Nature Immersion Practices:

Each day teens have a time to sit alone in a chosen space on the land. Towards the end of the week the teens go out on an extended solo (between 6-24 hours depending on the commitment level they choose) where they can be with themselves and connect with the natural world. This process is followed by a community steam lodge, where mentors and teens join for a ceremony of release, giving thanks, and meditation inside a lodge heated with stones. 

Quotes about Rites of Passage:

If you do not initiate the young people, they will burn the village down to feel the heat. – African Proverb

In modern culture, our Rites of Passage are often missing or minimized in importance. We seem to have lost many of our communal and sanctioned ways of taking risks and acknowledging the transition from childhood to adulthood. 

Daniel Siegel, M.D., Brainstorm: The power and purpose of the teenage brain.

These studies confirm that when youth lack a rite of passage experience, there are extraordinary consequences related to such problem behaviors as violence, substance use, gangs, bullying, and delinquency. Citations in professional literature and popular media ascribe risk-taking behavior of youth (Lewis and Lewis 1984; Merten 2005) as their attempts to create rites of passage for themselves.

Rites of passage during adolescence

Scott D. Scheer*
Stephen M. Gavazzi
The Ohio State University

David G. Blumenkrantz 
Center for the Advancement of Youth, Family, and Community Services, Inc.
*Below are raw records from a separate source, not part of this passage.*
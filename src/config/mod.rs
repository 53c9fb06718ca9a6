pub mod loader;
pub mod types;

pub use loader::ConfigLoader;
pub use types::{ConfigError, InventoryConfig, LoggingConfig};
/// Slotted inventory store
///
/// Fixed-capacity, resizable list of optional item stacks owned by a tile.
/// Each slot carries a `SlotKind` resolved from the layout. Normal slots are
/// real storage; ghost slots only hold display copies and never mark the
/// owner dirty.

use tracing::debug;

use super::container::{Container, ItemHandler};
use super::layout::{SlotKind, SlotLayout};
use super::merge::compact_stacks_with_limit;
use crate::config::InventoryConfig;
use crate::types::{Facing, ItemStack, DEFAULT_MAX_STACK_SIZE};

/// Ghost-input slots below this index are clamped to a single item on write.
/// Matches the hotbar-sized ghost region of the usual container layouts.
pub const GHOST_HOTBAR_SLOTS: usize = 9;

#[derive(Debug, Clone, PartialEq)]
pub struct InventoryStore {
    slots: Vec<Option<ItemStack>>,
    kinds: Vec<SlotKind>,
    layout: SlotLayout,
    stack_limit: u32,
    ghost_hotbar_slots: usize,
    dirty: bool,
}

impl InventoryStore {
    /// Create an empty store with `capacity` slots
    pub fn new(layout: SlotLayout, capacity: usize) -> Self {
        Self {
            slots: vec![None; capacity],
            kinds: layout.resolve(capacity),
            layout,
            stack_limit: DEFAULT_MAX_STACK_SIZE,
            ghost_hotbar_slots: GHOST_HOTBAR_SLOTS,
            dirty: false,
        }
    }

    /// Create an empty store using the limits from `config`
    pub fn with_config(layout: SlotLayout, capacity: usize, config: &InventoryConfig) -> Self {
        Self {
            stack_limit: config.stack_limit,
            ghost_hotbar_slots: config.ghost_hotbar_slots,
            ..Self::new(layout, capacity)
        }
    }

    pub fn capacity(&self) -> usize {
        self.slots.len()
    }

    /// Kind of the slot at `index`, `None` when out of range
    pub fn kind(&self, index: usize) -> Option<SlotKind> {
        self.kinds.get(index).copied()
    }

    pub fn slots(&self) -> &[Option<ItemStack>] {
        &self.slots
    }

    pub fn stack_limit(&self) -> u32 {
        self.stack_limit
    }

    pub fn set_stack_limit(&mut self, limit: u32) {
        self.stack_limit = limit;
    }

    pub fn is_dirty(&self) -> bool {
        self.dirty
    }

    /// Read and clear the dirty flag
    pub fn take_dirty(&mut self) -> bool {
        std::mem::take(&mut self.dirty)
    }

    pub fn mark_dirty(&mut self) {
        self.dirty = true;
    }

    /// Get the stack at `index`. Out-of-range reads as empty.
    pub fn get(&self, index: usize) -> Option<&ItemStack> {
        self.slots.get(index)?.as_ref()
    }

    pub fn contains_item(&self, index: usize) -> bool {
        self.get(index).is_some()
    }

    /// Store `stack` as-is: no kind handling, no clamping, no dirty flag
    pub fn put_stack(&mut self, index: usize, stack: Option<ItemStack>) {
        if let Some(entry) = self.slots.get_mut(index) {
            *entry = stack;
        }
    }

    /// Write a slot according to its kind.
    ///
    /// Normal slots clamp the count to `limit` and mark the store dirty.
    /// Ghost-input slots inside the hotbar region hold exactly one item.
    /// Ghost-output slots keep whatever count they are given.
    pub fn set_stack(&mut self, index: usize, stack: Option<ItemStack>, limit: u32) {
        let Some(kind) = self.kind(index) else {
            return;
        };
        let stack = stack.and_then(ItemStack::non_empty);
        let hotbar = self.ghost_hotbar_slots;

        match kind {
            SlotKind::GhostInput => {
                self.slots[index] = stack.map(|mut s| {
                    if index < hotbar {
                        s.count = 1;
                    }
                    s
                });
            }
            SlotKind::GhostOutput => {
                self.slots[index] = stack;
            }
            SlotKind::Normal => {
                self.slots[index] = stack.map(|mut s| {
                    s.count = s.count.min(limit);
                    s
                });
                self.dirty = true;
            }
        }
    }

    /// Clear a slot, returning what it held
    pub fn remove(&mut self, index: usize) -> Option<ItemStack> {
        let previous = self.get(index).cloned();
        self.set_stack(index, None, self.stack_limit);
        previous
    }

    /// Take up to `amount` items out of a slot.
    ///
    /// Ghost slots are cleared outright and report the old stack with a count
    /// of zero, since nothing real was removed.
    pub fn decrement(&mut self, index: usize, amount: u32) -> Option<ItemStack> {
        let kind = self.kind(index)?;

        if kind.is_ghost() {
            let mut old = self.slots[index].take()?;
            old.count = 0;
            return Some(old);
        }

        if amount == 0 {
            return None;
        }

        let entry = &mut self.slots[index];
        let held = entry.as_ref()?.count;
        let removed = if held <= amount {
            entry.take()
        } else {
            entry.as_mut().map(|s| s.split(amount))
        };
        self.dirty = true;
        removed
    }

    /// Change the number of slots. Overlapping slots are kept; anything past
    /// the new capacity is dropped.
    pub fn resize(&mut self, capacity: usize) {
        let old = self.slots.len();
        let dropped = self.slots.iter().skip(capacity).filter(|s| s.is_some()).count();
        if dropped > 0 {
            debug!("Resizing store {} -> {} drops {} stack(s)", old, capacity, dropped);
        }
        self.slots.resize(capacity, None);
        self.kinds = self.layout.resolve(capacity);
    }

    /// Merge the normal stacks in `start..start + len` into each other,
    /// packing them to the front of the range. Ghost slots in the range are
    /// left alone and skipped over.
    pub fn compact(&mut self, start: usize, len: usize) {
        let end = start.saturating_add(len).min(self.slots.len());
        let normal: Vec<usize> = (start..end)
            .filter(|&i| self.kinds[i] == SlotKind::Normal)
            .collect();
        if normal.is_empty() {
            return;
        }

        let mut stacks: Vec<Option<ItemStack>> = normal.iter().map(|&i| self.slots[i].take()).collect();
        compact_stacks_with_limit(&mut stacks, self.stack_limit);
        for (&i, stack) in normal.iter().zip(stacks) {
            self.slots[i] = stack;
        }
        self.dirty = true;
    }
}

impl Container for InventoryStore {
    fn size(&self) -> usize {
        self.capacity()
    }

    fn get(&self, slot: usize) -> Option<&ItemStack> {
        InventoryStore::get(self, slot)
    }

    fn get_mut(&mut self, slot: usize) -> Option<&mut ItemStack> {
        self.slots.get_mut(slot)?.as_mut()
    }

    fn set(&mut self, slot: usize, stack: Option<ItemStack>) {
        self.set_stack(slot, stack, self.stack_limit);
    }

    fn mark_dirty(&mut self) {
        InventoryStore::mark_dirty(self);
    }

    fn slot_limit(&self, slot: usize) -> u32 {
        match self.kind(slot) {
            Some(SlotKind::Normal) => self.stack_limit,
            Some(SlotKind::GhostInput) if slot < self.ghost_hotbar_slots => 1,
            _ => u32::MAX,
        }
    }

    fn is_item_valid(&self, slot: usize, _stack: &ItemStack) -> bool {
        self.kind(slot) == Some(SlotKind::Normal)
    }

    fn can_insert_item(&self, slot: usize, _stack: &ItemStack, _side: Option<Facing>) -> bool {
        self.kind(slot) == Some(SlotKind::Normal)
    }
}

impl ItemHandler for InventoryStore {
    fn slot_count(&self) -> usize {
        self.capacity()
    }

    fn insert_item(&mut self, slot: usize, stack: ItemStack, simulate: bool) -> Option<ItemStack> {
        if stack.is_empty() {
            return None;
        }
        if self.kind(slot) != Some(SlotKind::Normal) {
            return Some(stack);
        }

        let limit = stack.max_stack_size.min(self.stack_limit);
        let held = self.slots[slot]
            .as_ref()
            .map(|s| (s.is_mergeable_with(&stack), s.count));

        let accepted = match held {
            Some((false, _)) => 0,
            Some((true, count)) => limit.saturating_sub(count).min(stack.count),
            None => limit.min(stack.count),
        };
        if accepted == 0 {
            return Some(stack);
        }

        if !simulate {
            match self.slots[slot].as_mut() {
                Some(existing) => existing.count += accepted,
                None => self.slots[slot] = Some(stack.with_count(accepted)),
            }
            self.dirty = true;
        }
        stack.with_count(stack.count - accepted).non_empty()
    }
}
use std::collections::BTreeMap;

use super::container::Container;
use crate::types::ItemStack;

/// Prior slot contents captured during one multi-item operation.
///
/// Only the first value seen for a slot is kept, so applying the log always
/// restores the state from before the operation started.
#[derive(Debug, Clone, Default, PartialEq)]
pub struct UndoLog {
    prior: BTreeMap<usize, Option<ItemStack>>,
}

impl UndoLog {
    pub fn new() -> Self {
        Self::default()
    }

    /// Remember `prior` for `slot` unless something is already recorded
    pub fn record(&mut self, slot: usize, prior: Option<ItemStack>) {
        self.prior.entry(slot).or_insert(prior);
    }

    pub fn contains(&self, slot: usize) -> bool {
        self.prior.contains_key(&slot)
    }

    pub fn prior(&self, slot: usize) -> Option<&Option<ItemStack>> {
        self.prior.get(&slot)
    }

    pub fn len(&self) -> usize {
        self.prior.len()
    }

    pub fn is_empty(&self) -> bool {
        self.prior.is_empty()
    }

    /// Write every recorded value back into `container`
    pub fn apply<C: Container + ?Sized>(self, container: &mut C) {
        for (slot, stack) in self.prior {
            container.set(slot, stack);
        }
    }
}
//! Tile inventories for block entities
//!
//! Slotted item stores with ghost slots, first-fit stack merging, and
//! all-or-nothing insertion of several stacks at once, plus the thin glue a
//! host game needs to reach inventories in the world and inspect tiles.

pub mod config;
pub mod inventory;
pub mod logging;
pub mod probe;
pub mod types;

pub use config::{ConfigError, ConfigLoader, InventoryConfig};
pub use inventory::{
    insert_item, insert_items_atomic, insert_items_atomic_at, merge_item_stack,
    merge_item_stack_sided, Container, InsertTarget, InventoryStore, InventoryWorld, ItemHandler,
    SlotKind, SlotLayout, UndoLog,
};
pub use types::{BlockPos, Facing, ItemId, ItemStack};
When Dagara (African) boys undergo their initiation ordeals, the people of the village realize that a few boys will never return. They will literally not survive. Why would the Dagara be willing to make such an ultimate sacrifice? Although the Dagara love their children no less than we do, they understand, as the elders of many cultures emphasize that without vision, without soul embodied in the culturally creative lives of their men and women, the people shall perish. And to the boys, the small risk of death is preferable to the living death of an uninitiated life. Besides, when we compare Dagara society with our own, we find that an even greater percentage of our teenagers die, through suicide, substance abuse, auto accidents, and gang warfare, in their unsuccessful attempts to initiate themselves.
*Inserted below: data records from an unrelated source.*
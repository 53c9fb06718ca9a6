use serde::{Deserialize, Serialize};
use std::path::PathBuf;
use thiserror::Error;

use crate::inventory::GHOST_HOTBAR_SLOTS;
use crate::types::DEFAULT_MAX_STACK_SIZE;

#[derive(Debug, Clone, PartialEq, Serialize, Deserialize)]
pub struct InventoryConfig {
    /// Ghost-input slots below this index hold a single item
    #[serde(default = "default_ghost_hotbar_slots")]
    pub ghost_hotbar_slots: usize,

    /// Per-slot limit for stores written through the `Container` interface
    #[serde(default = "default_stack_limit")]
    pub stack_limit: u32,

    /// Infusion level shown as 100% by the probe driver
    #[serde(default = "default_max_infuse")]
    pub max_infuse: u32,

    #[serde(default)]
    pub logging: LoggingConfig,
}

#[derive(Debug, Clone, PartialEq, Serialize, Deserialize)]
pub struct LoggingConfig {
    /// Filter used when `RUST_LOG` is not set
    #[serde(default = "default_log_level")]
    pub level: String,

    /// Write a daily-rotated log file here as well as to stdout
    #[serde(default)]
    pub directory: Option<PathBuf>,

    #[serde(default = "default_log_file_name")]
    pub file_name: String,
}

/// Settings a store or logger cannot work with
#[derive(Debug, Error, Clone, PartialEq, Eq)]
pub enum ConfigError {
    #[error("stack_limit must be at least 1")]
    ZeroStackLimit,

    #[error("max_infuse must be at least 1")]
    ZeroMaxInfuse,

    #[error("logging.file_name is empty but logging.directory is set")]
    EmptyLogFileName,
}

impl InventoryConfig {
    /// Reject values that would make every normal slot unusable or the
    /// probe report nonsense
    pub fn validate(&self) -> Result<(), ConfigError> {
        if self.stack_limit == 0 {
            return Err(ConfigError::ZeroStackLimit);
        }
        if self.max_infuse == 0 {
            return Err(ConfigError::ZeroMaxInfuse);
        }
        if self.logging.directory.is_some() && self.logging.file_name.trim().is_empty() {
            return Err(ConfigError::EmptyLogFileName);
        }
        Ok(())
    }
}

// Default values
fn default_ghost_hotbar_slots() -> usize {
    GHOST_HOTBAR_SLOTS
}

fn default_stack_limit() -> u32 {
    DEFAULT_MAX_STACK_SIZE
}

fn default_max_infuse() -> u32 {
    256
}

fn default_log_level() -> String {
    "info".to_string()
}

fn default_log_file_name() -> String {
    "inventory.log".to_string()
}

impl Default for InventoryConfig {
    fn default() -> Self {
        Self {
            ghost_hotbar_slots: default_ghost_hotbar_slots(),
            stack_limit: default_stack_limit(),
            max_infuse: default_max_infuse(),
            logging: LoggingConfig::default(),
        }
    }
}

impl Default for LoggingConfig {
    fn default() -> Self {
        Self {
            level: default_log_level(),
            directory: None,
            file_name: default_log_file_name(),
        }
    }
}
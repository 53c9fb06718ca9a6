/// Slot layout descriptor
///
/// Describes which slots of a store are ghost slots. The layout is resolved
/// into one `SlotKind` per slot when a store is built or resized, so the
/// store never has to ask anyone else what a slot is.

use serde::{Deserialize, Serialize};
use std::ops::Range;
use thiserror::Error;

/// How a slot behaves on write
#[derive(Debug, Clone, Copy, Default, PartialEq, Eq, Hash, Serialize, Deserialize)]
#[serde(rename_all = "snake_case")]
pub enum SlotKind {
    /// Real storage: clamped to the stack limit, marks the owner dirty
    #[default]
    Normal,
    /// Display-only placeholder for an input filter
    GhostInput,
    /// Display-only placeholder for a crafting result
    GhostOutput,
}

impl SlotKind {
    pub fn is_ghost(&self) -> bool {
        !matches!(self, SlotKind::Normal)
    }
}

#[derive(Debug, Error, Clone, PartialEq, Eq)]
pub enum LayoutError {
    #[error("slot range {start}..{end} is empty")]
    EmptyRange { start: usize, end: usize },

    #[error("slot range {start}..{end} overlaps another ghost range")]
    Overlap { start: usize, end: usize },
}

/// Ghost ranges of a store; every slot outside them is `Normal`
#[derive(Debug, Clone, Default, PartialEq, Eq)]
pub struct SlotLayout {
    ranges: Vec<(Range<usize>, SlotKind)>,
}

impl SlotLayout {
    /// Layout where every slot is `Normal`
    pub fn normal() -> Self {
        Self::default()
    }

    pub fn builder() -> SlotLayoutBuilder {
        SlotLayoutBuilder::default()
    }

    pub fn kind_of(&self, index: usize) -> SlotKind {
        self.ranges
            .iter()
            .find(|(range, _)| range.contains(&index))
            .map(|(_, kind)| *kind)
            .unwrap_or_default()
    }

    /// Resolve the kind of every slot in `0..capacity`
    pub fn resolve(&self, capacity: usize) -> Vec<SlotKind> {
        (0..capacity).map(|i| self.kind_of(i)).collect()
    }
}

#[derive(Debug, Default)]
pub struct SlotLayoutBuilder {
    ranges: Vec<(Range<usize>, SlotKind)>,
}

impl SlotLayoutBuilder {
    pub fn ghost_input(self, range: Range<usize>) -> Self {
        self.push(range, SlotKind::GhostInput)
    }

    pub fn ghost_output(self, range: Range<usize>) -> Self {
        self.push(range, SlotKind::GhostOutput)
    }

    fn push(mut self, range: Range<usize>, kind: SlotKind) -> Self {
        self.ranges.push((range, kind));
        self
    }

    pub fn build(self) -> Result<SlotLayout, LayoutError> {
        for (i, (range, _)) in self.ranges.iter().enumerate() {
            if range.is_empty() {
                return Err(LayoutError::EmptyRange {
                    start: range.start,
                    end: range.end,
                });
            }
            let overlaps = self.ranges[..i]
                .iter()
                .any(|(other, _)| range.start < other.end && other.start < range.end);
            if overlaps {
                return Err(LayoutError::Overlap {
                    start: range.start,
                    end: range.end,
                });
            }
        }
        Ok(SlotLayout {
            ranges: self.ranges,
        })
    }
}
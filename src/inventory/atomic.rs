/// Atomic multi-item insertion
///
/// Either every stack in the list ends up in the destination or none does.
/// Two strategies, picked by what the destination exposes:
/// - indexed containers merge item by item while keeping an undo log, and
///   roll everything back on the first item that does not fit;
/// - opaque handlers are filled in a simulated pass first and only then for
///   real. This is only sound if nothing else touches the handler between
///   the two passes. Simulated inserts do not see each other, so each slot
///   takes from at most one item per pass; the commit pass then repeats the
///   dry run's assignment exactly.

use tracing::{debug, warn};

use super::container::{insert_into_handler, Container, ItemHandler};
use super::merge::merge_item_stack_sided;
use super::undo::UndoLog;
use crate::types::{Facing, ItemStack};

/// Destination of an atomic insert
pub enum InsertTarget<'a> {
    Container(&'a mut dyn Container),
    Handler(&'a mut dyn ItemHandler),
}

/// Insert all `items` into `target`, or nothing at all
pub fn insert_items_atomic(items: &[ItemStack], target: InsertTarget<'_>) -> bool {
    match target {
        InsertTarget::Container(container) => commit_or_rollback(container, items),
        InsertTarget::Handler(handler) => simulate_then_commit(handler, items),
    }
}

/// Merge every item across the whole container. If one of them leaves a
/// remainder, every touched slot is restored and `false` is returned.
pub fn commit_or_rollback<C: Container + ?Sized>(container: &mut C, items: &[ItemStack]) -> bool {
    let mut undo = UndoLog::new();
    let size = container.size();

    for (i, item) in items.iter().enumerate() {
        let remaining = merge_item_stack_sided(
            container,
            false,
            Some(Facing::Down),
            item,
            0..size,
            Some(&mut undo),
        );
        if remaining > 0 {
            warn!(
                "Atomic insert failed at item {} ({} x{} left over), rolling back {} slot(s)",
                i,
                item.item,
                remaining,
                undo.len()
            );
            undo.apply(container);
            return false;
        }
    }

    debug!("Atomic insert committed {} item(s) over {} slot(s)", items.len(), undo.len());
    true
}

/// Dry-run the whole list against `handler`, then repeat it for real when
/// everything fit.
pub fn simulate_then_commit<H: ItemHandler + ?Sized>(handler: &mut H, items: &[ItemStack]) -> bool {
    if !insert_items_handler(handler, items, true) {
        debug!("Simulated insert of {} item(s) does not fit", items.len());
        return false;
    }
    if !insert_items_handler(handler, items, false) {
        warn!(
            "Handler changed between simulate and commit; insert of {} item(s) is partial",
            items.len()
        );
        return false;
    }
    true
}

/// Offer each slot to the pending items in order. The first item the slot
/// takes anything from claims it for the rest of the pass.
fn insert_items_handler<H: ItemHandler + ?Sized>(
    handler: &mut H,
    items: &[ItemStack],
    simulate: bool,
) -> bool {
    if let [single] = items {
        return insert_into_handler(handler, single.clone(), simulate).is_none();
    }

    let mut pending: Vec<Option<ItemStack>> = items.iter().cloned().map(ItemStack::non_empty).collect();
    if pending.iter().all(Option::is_none) {
        return true;
    }

    for slot in 0..handler.slot_count() {
        let mut claimed = false;
        for entry in pending.iter_mut() {
            if claimed {
                break;
            }
            let Some(stack) = entry.take() else {
                continue;
            };
            let offered = stack.count;
            *entry = handler.insert_item(slot, stack, simulate);
            claimed = entry.as_ref().map_or(0, |rest| rest.count) < offered;
        }
        if pending.iter().all(Option::is_none) {
            return true;
        }
    }

    false
}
Soulcraft: Crossing into the Mysteries of Nature and Psyche, Bill Plotkin, Ph.D.­­ at 2:03 audio


Most spiritual life calls for times of sudden radical transformation brought about by powerful initiation and rites of passage. For modern young men and women this is a desperate need. If nothing is offered in the way of initiation to prove one’s entry into the world of men and women, it will be done unguided in the road or the street with cars at high speed, with drugs, with weapons.